Across the whole listing, filter for the string "removed" and copy every line that has it.

Data provided:

# # #

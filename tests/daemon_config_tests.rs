//! Integration tests for tagvaultd config: file, env overrides, CLI flags, precedence, and a
//! stdin ingestion run.

use std::io::Write;
use std::process::{Command, Stdio};

/// Run tagvaultd in a subprocess with the given args and env. Returns (success, stdout, stderr).
fn run_tagvaultd(args: &[&str], env_extra: &[(&str, &str)]) -> (bool, String, String) {
    run_tagvaultd_with_stdin(args, env_extra, "")
}

fn run_tagvaultd_with_stdin(
    args: &[&str],
    env_extra: &[(&str, &str)],
    stdin: &str,
) -> (bool, String, String) {
    let exe = env!("CARGO_BIN_EXE_tagvaultd");
    let mut cmd = Command::new(exe);
    cmd.args(args)
        .stdin(Stdio::piped())
        .stdout(Stdio::piped())
        .stderr(Stdio::piped());
    for (k, v) in env_extra {
        cmd.env(k, v);
    }
    let mut child = cmd.spawn().expect("spawn tagvaultd");
    {
        let mut pipe = child.stdin.take().expect("stdin");
        pipe.write_all(stdin.as_bytes()).expect("write stdin");
    }
    let out = child.wait_with_output().expect("run tagvaultd");
    let stdout = String::from_utf8_lossy(&out.stdout).into_owned();
    let stderr = String::from_utf8_lossy(&out.stderr).into_owned();
    (out.status.success(), stdout, stderr)
}

#[test]
fn validate_config_no_config_uses_defaults() {
    let (ok, stdout, stderr) = run_tagvaultd(&["--validate-config", "--no-config"], &[]);
    assert!(ok, "stderr: {}", stderr);
    assert!(
        stdout.contains("data_dir=./data") || stdout.contains("data_dir=.\\data"),
        "stdout: {}",
        stdout
    );
    assert!(stdout.contains("default_bucket_size=[1, months]"), "stdout: {}", stdout);
    assert!(stdout.contains("sync_mode=Local"), "stdout: {}", stdout);
}

#[test]
fn validate_config_cli_data_dir_overrides() {
    let (ok, stdout, _) = run_tagvaultd(
        &["--validate-config", "--no-config", "--data-dir", "/var/lib/tagvault"],
        &[],
    );
    assert!(ok);
    assert!(stdout.contains("data_dir=/var/lib/tagvault"), "stdout: {}", stdout);
}

#[test]
fn validate_config_env_data_dir_overridden_by_cli() {
    let (ok, stdout, _) = run_tagvaultd(
        &["--validate-config", "--no-config", "--data-dir", "/cli/dir"],
        &[("TAGVAULT_DATA_DIR", "/env/dir")],
    );
    assert!(ok);
    assert!(stdout.contains("data_dir=/cli/dir"), "CLI should win: {}", stdout);
}

#[test]
fn validate_config_env_overrides_file() {
    let dir = tempfile::tempdir().expect("tempdir");
    let config_path = dir.path().join("tagvaultd.toml");
    std::fs::write(&config_path, "default_max_documents = 50\nsync_mode = \"remote\"\n")
        .expect("write config");
    let (ok, stdout, stderr) = run_tagvaultd(
        &["--validate-config", "--config", config_path.to_str().unwrap()],
        &[("TAGVAULT_DEFAULT_MAX_DOCUMENTS", "7")],
    );
    assert!(ok, "stderr: {}", stderr);
    assert!(stdout.contains("default_max_documents=7"), "stdout: {}", stdout);
    assert!(stdout.contains("sync_mode=Remote"), "stdout: {}", stdout);
}

#[test]
fn validate_config_env_sets_fields_without_cli_flags() {
    let (ok, stdout, stderr) = run_tagvaultd(
        &["--validate-config", "--no-config"],
        &[
            ("TAGVAULT_SYNC_MODE", "remote"),
            ("TAGVAULT_DEFAULT_MAX_DOCUMENTS", "12"),
            ("TAGVAULT_MAINTENANCE_INTERVAL_SECS", "90"),
        ],
    );
    assert!(ok, "stderr: {}", stderr);
    assert!(stdout.contains("sync_mode=Remote"), "stdout: {}", stdout);
    assert!(stdout.contains("default_max_documents=12"), "stdout: {}", stdout);
    assert!(stdout.contains("maintenance_interval_secs=90"), "stdout: {}", stdout);
}

#[test]
fn valid_config_file_merges_with_defaults() {
    let dir = tempfile::tempdir().expect("tempdir");
    let config_path = dir.path().join("tagvaultd.toml");
    std::fs::write(
        &config_path,
        r#"
data_dir = "/tmp/tagvault_test"
snapshot_interval_secs = 30
default_bucket_size = [1, "days"]
"#,
    )
    .expect("write config");
    let (ok, stdout, stderr) = run_tagvaultd(
        &["--validate-config", "--config", config_path.to_str().unwrap()],
        &[],
    );
    assert!(ok, "stderr: {}", stderr);
    assert!(stdout.contains("data_dir=/tmp/tagvault_test"));
    assert!(stdout.contains("snapshot_interval_secs=30"));
    assert!(stdout.contains("default_bucket_size=[1, days]"));
    assert!(stdout.contains("enable_snapshots=true"));
}

#[test]
fn invalid_bucket_size_in_config_fails() {
    let dir = tempfile::tempdir().expect("tempdir");
    let config_path = dir.path().join("bad.toml");
    std::fs::write(&config_path, "default_bucket_size = [1, \"fortnights\"]\n").expect("write config");
    let (ok, _stdout, stderr) = run_tagvaultd(
        &["--validate-config", "--config", config_path.to_str().unwrap()],
        &[],
    );
    assert!(!ok, "invalid bucket unit should fail");
    assert!(
        stderr.contains("unknown variant") || stderr.contains("fortnights") || stderr.contains("config error"),
        "stderr: {}",
        stderr
    );
}

#[test]
fn explicit_config_missing_file_fails() {
    let (ok, _stdout, stderr) = run_tagvaultd(
        &["--validate-config", "--config", "/nonexistent/tagvaultd.toml"],
        &[],
    );
    assert!(!ok, "missing config file with explicit --config should fail");
    assert!(
        stderr.contains("not found") || stderr.contains("config error"),
        "stderr: {}",
        stderr
    );
}

#[test]
fn ingests_stdin_and_snapshots_on_exit() {
    let dir = tempfile::tempdir().expect("tempdir");
    let tags_path = dir.path().join("tags.json");
    std::fs::write(
        &tags_path,
        r#"[
  {"key": "Boiler", "kind": "object"},
  {"key": "Boiler.Temp", "kind": "variable", "ownerName": "Boiler"}
]"#,
    )
    .expect("write tags");
    let data_dir = dir.path().join("data");

    let stdin = concat!(
        "{\"tag\": \"Boiler.Temp\", \"key\": \"2022-01-05T10:00:00Z\", \"value\": 71.5}\n",
        "not json\n",
        "{\"tag\": \"Boiler.Temp\", \"key\": \"2022-01-06T10:00:00Z\", \"value\": 72.0}\n",
    );
    let (ok, _stdout, stderr) = run_tagvaultd_with_stdin(
        &[
            "--no-config",
            "--exit-on-eof",
            "--data-dir",
            data_dir.to_str().unwrap(),
            "--tags-file",
            tags_path.to_str().unwrap(),
        ],
        &[],
        stdin,
    );
    assert!(ok, "stderr: {}", stderr);

    let snapshots: Vec<_> = std::fs::read_dir(data_dir.join("snapshots"))
        .expect("snapshot dir")
        .filter_map(|e| e.ok())
        .filter(|e| e.file_name().to_string_lossy().starts_with("snapshot_"))
        .collect();
    assert!(!snapshots.is_empty(), "expected a final snapshot");
}
#![doc = include_str!("../README.md")]
// Declare modules
pub mod audit;
pub mod backend;
pub mod core;
pub mod error;
pub mod ingest;
pub mod persistence;
pub mod queue;
pub mod retention;
pub mod storage;
pub mod sync;
pub mod telemetry;
pub mod types;
pub mod values;
pub mod window;

/// Integrity passes, their scope and per-run report.
pub use crate::audit::{AuditPass, AuditReport, AuditScope, IntegrityAuditor};
/// Record-store contract and query vocabulary.
pub use crate::backend::{Collection, Filter, Query, RecordStore, RemoveTarget};
/// Configuration options and main entry point.
pub use crate::core::{StoreConfig, TagVault};
/// Error type for every store operation.
pub use crate::error::StoreError;
pub use crate::ingest::SampleIngestor;
/// Snapshot manager for point-in-time backups and fast recovery.
pub use crate::persistence::Snapshotter;
pub use crate::queue::{BusyGate, QueueManager, QueueSlot, Token, UpdateSerializationQueue};
pub use crate::retention::{DiagnosticLog, RetentionEnforcer};
/// In-process record store.
pub use crate::storage::MemoryStore;
pub use crate::sync::{compare, Comparison, SyncMode, SyncReport, TagDefinitionSynchronizer};
/// Structured event hook for observability.
pub use crate::telemetry::{StoreEvent, StoreEventListener, TracingEventListener};
pub use crate::types::{
    FlatSample, GroupSample, Notification, RetentionPolicy, Sample, TagDefinition, TagKind,
    ValueDocument,
};
pub use crate::values::WindowedValueStore;
pub use crate::window::{BucketSize, TimeUnit};

/// Documents kept per tag when neither the tag nor the configuration says otherwise.
pub const DEFAULT_MAX_DOCUMENTS: u64 = 1_000;
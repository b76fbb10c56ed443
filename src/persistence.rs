use crate::error::StoreError;
use crate::storage::StoreImage;
use crc32fast::Hasher as Crc32;
use serde::{Deserialize, Serialize};
use std::fs::{self, File, OpenOptions};
use std::io::{BufReader, BufWriter, Read, Write};
use std::path::{Path, PathBuf};

const SNAP_MAGIC: &[u8; 8] = b"TGVSNP01";
const SNAP_VERSION: u32 = 1;
/// magic + version + timestamp + payload length + crc32.
const HEADER_LEN: u64 = 8 + 4 + 8 + 8 + 4;

/// Timestamp type for snapshot file names (nanoseconds since epoch).
pub type Timestamp = u64;

/// Bincode envelope of a snapshot. Records travel as JSON text since bincode cannot encode
/// self-describing values.
#[derive(Serialize, Deserialize, Debug)]
struct SnapshotPayload {
    next_seq: u64,
    collections: Vec<(String, Vec<String>)>,
}

impl SnapshotPayload {
    fn from_image(image: &StoreImage) -> Result<Self, StoreError> {
        let mut collections = Vec::with_capacity(image.collections.len());
        for (name, records) in &image.collections {
            let encoded = records
                .iter()
                .map(serde_json::to_string)
                .collect::<Result<Vec<_>, _>>()?;
            collections.push((name.clone(), encoded));
        }
        Ok(SnapshotPayload {
            next_seq: image.next_seq,
            collections,
        })
    }

    fn into_image(self) -> Result<StoreImage, StoreError> {
        let mut image = StoreImage {
            next_seq: self.next_seq,
            ..StoreImage::default()
        };
        for (name, encoded) in self.collections {
            let records = encoded
                .iter()
                .map(|s| serde_json::from_str(s))
                .collect::<Result<Vec<_>, _>>()?;
            image.collections.insert(name, records);
        }
        Ok(image)
    }
}

/// Handles snapshot operations
#[derive(Debug)]
pub struct Snapshotter {
    snapshot_dir: PathBuf,
}

impl Snapshotter {
    /// Creates a new Snapshotter instance
    pub fn new<P: AsRef<Path>>(snapshot_dir: P) -> Result<Self, StoreError> {
        let dir_path = snapshot_dir.as_ref().to_path_buf();
        fs::create_dir_all(&dir_path)?;

        Ok(Snapshotter {
            snapshot_dir: dir_path,
        })
    }

    pub fn dir(&self) -> &Path {
        &self.snapshot_dir
    }

    /// Writes a snapshot of `image`, installed atomically.
    pub fn create_snapshot(
        &self,
        image: &StoreImage,
        timestamp: Timestamp,
    ) -> Result<PathBuf, StoreError> {
        let payload = bincode::serialize(&SnapshotPayload::from_image(image)?)?;

        let mut hasher = Crc32::new();
        hasher.update(&payload);
        let crc = hasher.finalize();

        // Atomic install: write to temp, fsync, rename, fsync dir.
        let final_path = self.snapshot_dir.join(format!("snapshot_{}.bin", timestamp));
        let tmp_path = self.snapshot_dir.join(format!(".tmp_snapshot_{}.bin", timestamp));

        let file = OpenOptions::new()
            .create(true)
            .write(true)
            .truncate(true)
            .open(&tmp_path)?;
        let mut w = BufWriter::new(file);
        w.write_all(SNAP_MAGIC)?;
        w.write_all(&SNAP_VERSION.to_le_bytes())?;
        w.write_all(&timestamp.to_le_bytes())?;
        w.write_all(&(payload.len() as u64).to_le_bytes())?;
        w.write_all(&crc.to_le_bytes())?;
        w.write_all(&payload)?;
        w.flush()?;
        w.get_ref().sync_data()?;
        drop(w);

        fs::rename(&tmp_path, &final_path)?;
        sync_dir(&self.snapshot_dir)?;
        Ok(final_path)
    }

    /// Loads the latest snapshot
    pub fn load_latest_snapshot(&self) -> Result<Option<StoreImage>, StoreError> {
        let mut snaps = list_snapshots(&self.snapshot_dir)?;
        snaps.sort_by(|a, b| b.0.cmp(&a.0));

        let Some((_, latest_path)) = snaps.first() else {
            return Ok(None);
        };
        read_snapshot(latest_path).map(Some)
    }

    /// Finds the latest snapshot timestamp
    pub fn get_latest_snapshot_timestamp(&self) -> Result<Option<Timestamp>, StoreError> {
        let mut snaps = list_snapshots(&self.snapshot_dir)?;
        snaps.sort_by(|a, b| b.0.cmp(&a.0));
        Ok(snaps.first().map(|(ts, _)| *ts))
    }

    /// Deletes all but the `keep` newest snapshots. Returns how many were removed.
    pub fn prune(&self, keep: usize) -> Result<usize, StoreError> {
        let mut snaps = list_snapshots(&self.snapshot_dir)?;
        snaps.sort_by(|a, b| b.0.cmp(&a.0));
        let mut removed = 0;
        for (_, path) in snaps.into_iter().skip(keep.max(1)) {
            fs::remove_file(path)?;
            removed += 1;
        }
        if removed > 0 {
            sync_dir(&self.snapshot_dir)?;
        }
        Ok(removed)
    }
}

fn read_snapshot(path: &Path) -> Result<StoreImage, StoreError> {
    let file = File::open(path)?;
    let file_len = file.metadata()?.len();
    let mut reader = BufReader::new(file);

    // Header
    let mut magic = [0u8; 8];
    reader.read_exact(&mut magic)?;
    if &magic != SNAP_MAGIC {
        return Err(StoreError::Corruption {
            details: format!("Bad snapshot magic in {:?}", path),
        });
    }
    let mut v = [0u8; 4];
    reader.read_exact(&mut v)?;
    let version = u32::from_le_bytes(v);
    if version != SNAP_VERSION {
        return Err(StoreError::Corruption {
            details: format!("Unsupported snapshot version {} in {:?}", version, path),
        });
    }
    let mut b8 = [0u8; 8];
    reader.read_exact(&mut b8)?;
    let _timestamp = u64::from_le_bytes(b8);
    reader.read_exact(&mut b8)?;
    let payload_len = u64::from_le_bytes(b8);
    let mut c4 = [0u8; 4];
    reader.read_exact(&mut c4)?;
    let expected_crc = u32::from_le_bytes(c4);

    // Checked against the file before allocating.
    if payload_len > file_len.saturating_sub(HEADER_LEN) {
        return Err(StoreError::Corruption {
            details: format!(
                "Snapshot payload length {} exceeds file size {} in {:?}",
                payload_len, file_len, path
            ),
        });
    }
    let payload_len = usize::try_from(payload_len).map_err(|_| StoreError::Corruption {
        details: format!("Snapshot payload length {} unaddressable in {:?}", payload_len, path),
    })?;

    let mut payload = vec![0u8; payload_len];
    reader.read_exact(&mut payload)?;
    let mut hasher = Crc32::new();
    hasher.update(&payload);
    if hasher.finalize() != expected_crc {
        return Err(StoreError::Corruption {
            details: format!("Snapshot payload CRC mismatch in {:?}", path),
        });
    }

    let decoded: SnapshotPayload = bincode::deserialize(&payload)?;
    decoded.into_image()
}

fn sync_dir(dir: &Path) -> Result<(), StoreError> {
    let d = File::open(dir)?;
    d.sync_data()?;
    Ok(())
}

fn list_snapshots(dir: &Path) -> Result<Vec<(Timestamp, PathBuf)>, StoreError> {
    let mut out = Vec::new();
    for entry in fs::read_dir(dir)? {
        let entry = entry?;
        let name = entry.file_name().to_string_lossy().into_owned();
        let ts_part = name
            .strip_prefix("snapshot_")
            .and_then(|s| s.strip_suffix(".bin"));
        let Some(ts_str) = ts_part else { continue };
        let Ok(ts) = ts_str.parse::<u64>() else { continue };
        out.push((ts, entry.path()));
    }
    Ok(out)
}
//! Modal Backdrop Component
//!
//! Dimmed full-screen layer behind every dialog.

use leptos::prelude::*;

/// Backdrop that closes its dialog when the dim area itself is clicked.
/// Clicks that bubble up from the dialog content are ignored.
#[component]
pub fn ModalBackdrop(
    #[prop(into)] on_close: Callback<()>,
    children: Children,
) -> impl IntoView {
    view! {
        <div
            class="modal-backdrop"
            on:click=move |ev: web_sys::MouseEvent| {
                if ev.target() == ev.current_target() {
                    on_close.run(());
                }
            }
        >
            {children()}
        </div>
    }
}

# # #

Response area:
    /// Deletes all but the `keep` newest snapshots. Returns how many were removed.
        let mut removed = 0;
            removed += 1;
        if removed > 0 {
        Ok(removed)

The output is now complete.